Humanity naturally trends toward living a “high time preference” life. High time preference means prioritizing the present and immediate over the future. Evolutionary history makes this make sense. Finding fresh water to drink or killing an animal to eat are great for fulfilling the immediate needs of thirst and hunger.

A drink of water is better today than in four days.

A meal is better today than tomorrow night.

In today’s world with refrigerators and tap water, these immediate needs are automatically fulfilled and can be deferred to the future if we choose.

You can save your cheeseburger for your next meal, you don’t need to gorge yourself. Put it in the fridge and you will not become sick from eating the meat.

You should not fear dying of dehydration in the United States. Water is freely available almost anywhere you go.

However, even with the changes in these “life-saving” innovations of available water and food storage, humanity has continued to live high-time preference lives.

The reason I would argue is a loss of purchasing power due to inflation. As a result of currency devaluation, a dollar spent today is much better than waiting five years to spend the same dollar. In this sense, it makes no sense to wait until the future to spend your money.

But if you constantly are spending all of your money from your paycheck, you have no ability to plan for the future. You won’t be able to retire and you won’t be able to cover any emergency in the event something catastrophic happens.

So what do you do?

Spending your money is killing your future quickly.

Saving your money is killing your future slowly.

Invest or die.

I recently was part of a conversation where someone was discussing their investments on the year and they were ecstatic that they were up 7% on the year. This person was close to the typical retirement age. Age is important here because it showcases the differences in thoughts.

Being completely honest, my initial reaction was, “7% and they are this happy?”

After my initial thought, I realized that I suffered from a plague very common with people my age. I was suffering from the expectations and thoughts that 100% returns on investments were commonplace and happened instantly.

The two above thoughts are wrong, yet in a society that perpetuates the idea of an “overnight success,” or “hitting the lottery,” they are commonly held beliefs.

The reality is that if you slow down, and zoom out your time horizon from days to years and decades, a 7% annual return yields amazing success as it is continually compounded.

Albert Einstein famously said, “Compound interest is the eighth wonder of the world.”

If your time preference is high, you don’t benefit from this phenomenon. Lower it, and you will.

However, investing in stocks is still a gamble. You are trusting that the companies you put your money in will be successful. If you pick the wrong company, you could lose all of your money. If you pick the right company, think Apple or Microsoft in the 1980s or 1990s, and have a low time preference of decades, you could find your family in a higher tax bracket.

I believe that for people around my age, Bitcoin will be the investment that outperforms all others and helps buy back our financial freedom and purchasing power.

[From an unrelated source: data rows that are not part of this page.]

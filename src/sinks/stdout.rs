//!
//! stdout.rs
//!
//! Standard output sink for user-space builds.
//!

use std::io::{self, Write};

use crate::{error::LogError, traits::sink_write::SinkWrite};

/// Sink over the process's already-open standard output. The logger
/// never opens or closes this handle; register it with
/// [`SinkFlags::DONT_CLOSE`](crate::flags::SinkFlags::DONT_CLOSE).
pub struct StdoutSink {
	out: io::Stdout
}

impl StdoutSink {
	pub fn new() -> Self {
		Self {
			out: io::stdout()
		}
	}
}

impl Default for StdoutSink {
	fn default() -> Self {
		StdoutSink::new()
	}
}

impl SinkWrite for StdoutSink {
	fn write(&mut self, buf: &[u8]) -> Result<usize, LogError> {
		self.out.write(buf).map_err(|_| LogError::Write)
	}

	fn flush(&mut self) -> Result<(), LogError> {
		self.out.flush().map_err(|_| LogError::Write)
	}
}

Bitcoin averages much higher returns than 7% year over year. In 2024 it is over 50% and since 1 year ago it is up 142% (at the time of writing). I believe this trend continues for many reasons but one of the main reasons is because I believe Bitcoin is more of a savings technology than an “investment.” Yes, it is an investment in your future but it is not an investment in the idea that you are hoping a company can maintain its competitive advantage or release products that capture market share. With Bitcoin, you are merely deferring your dollars, or other fiat currency, that is losing its purchasing power on a daily basis, to a form of currency that has a finite supply and is seen as “digital gold.” By conducting this exchange, you are preserving the purchasing power future you will have.

Humanity has used gold for millenniums to signify “real value.” As the world continues to become ever-digital, Bitcoin is the sound form of currency that will thrive.

A dollar today is just a dollar today.

A dollar turned to Bitcoin today, is a vote for your future.

Will Bitcoin make you an overnight millionaire like hitting the lottery? I don’t think so. But that is an unrealistic expectation to have—for anything, not just Bitcoin.

Hold it for years, treat it as a deferment for a better future, and you will be happy.

Slow down and zoom out.

Stack SATs.

The views and opinions expressed here are for entertainment purposes only and should, in no way, be interpreted as financial or investment advice. Always conduct your own research when making an investment or trading decision, as each such move involves risk. I am not a financial advisor and do not claim to be qualified to convey information or advice that a registered financial advisor would convey to clients as guidance. Nothing contained in this e-mail/article constitutes, or shall be construed as, an offering of financial instruments, investment advice, or recommendations of an investment strategy. If you are seeking financial advice, find a professional who is right for you.